> [WORK TO COMPLETE]: Your answer must consist of every line from the data below that includes the word "successful".

DATA FOR PROCESSING section start

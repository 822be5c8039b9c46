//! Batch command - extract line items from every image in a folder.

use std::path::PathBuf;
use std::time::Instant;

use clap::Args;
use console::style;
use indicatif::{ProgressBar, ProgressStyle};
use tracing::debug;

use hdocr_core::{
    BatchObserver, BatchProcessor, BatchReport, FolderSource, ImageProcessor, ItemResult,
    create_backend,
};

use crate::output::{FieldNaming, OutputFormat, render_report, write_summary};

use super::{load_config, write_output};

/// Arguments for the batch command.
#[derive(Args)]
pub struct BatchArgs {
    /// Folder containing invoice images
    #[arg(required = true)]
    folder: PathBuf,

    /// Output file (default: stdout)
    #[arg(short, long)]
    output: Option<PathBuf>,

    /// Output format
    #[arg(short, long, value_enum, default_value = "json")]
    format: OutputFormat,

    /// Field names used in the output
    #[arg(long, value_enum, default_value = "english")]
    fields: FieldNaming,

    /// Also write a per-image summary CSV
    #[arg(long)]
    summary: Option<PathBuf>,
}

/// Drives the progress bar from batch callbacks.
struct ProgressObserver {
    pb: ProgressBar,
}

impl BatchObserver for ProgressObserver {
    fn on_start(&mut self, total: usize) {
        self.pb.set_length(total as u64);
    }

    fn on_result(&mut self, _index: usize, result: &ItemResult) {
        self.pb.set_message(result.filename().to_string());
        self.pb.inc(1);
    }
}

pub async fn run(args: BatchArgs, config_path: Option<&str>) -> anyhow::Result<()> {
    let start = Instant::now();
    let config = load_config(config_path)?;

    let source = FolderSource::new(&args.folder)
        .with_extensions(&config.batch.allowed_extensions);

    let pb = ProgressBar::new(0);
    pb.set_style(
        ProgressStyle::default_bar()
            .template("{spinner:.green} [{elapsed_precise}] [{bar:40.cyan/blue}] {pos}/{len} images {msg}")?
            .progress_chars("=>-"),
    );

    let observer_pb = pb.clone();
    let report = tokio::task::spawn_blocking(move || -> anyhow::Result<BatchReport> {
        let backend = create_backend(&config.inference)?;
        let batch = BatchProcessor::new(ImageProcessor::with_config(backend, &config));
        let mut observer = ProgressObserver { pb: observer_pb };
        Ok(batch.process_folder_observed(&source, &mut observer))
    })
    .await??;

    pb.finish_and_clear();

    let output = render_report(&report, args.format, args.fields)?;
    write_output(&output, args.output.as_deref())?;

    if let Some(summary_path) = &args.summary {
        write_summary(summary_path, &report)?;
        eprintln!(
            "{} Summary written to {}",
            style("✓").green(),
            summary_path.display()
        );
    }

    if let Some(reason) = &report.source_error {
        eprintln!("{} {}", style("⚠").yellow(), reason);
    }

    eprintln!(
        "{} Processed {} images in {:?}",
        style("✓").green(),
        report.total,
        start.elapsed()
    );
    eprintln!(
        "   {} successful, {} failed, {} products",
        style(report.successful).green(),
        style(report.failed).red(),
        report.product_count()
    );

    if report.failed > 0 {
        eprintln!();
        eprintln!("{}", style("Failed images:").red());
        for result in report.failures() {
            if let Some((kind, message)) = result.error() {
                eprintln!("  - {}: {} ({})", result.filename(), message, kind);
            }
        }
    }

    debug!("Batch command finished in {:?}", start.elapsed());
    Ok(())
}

DATA FOR PROCESSING section end

> [ANSWER BELOW]:
        "   {} successful, {} failed, {} products",
        style(report.successful).green(),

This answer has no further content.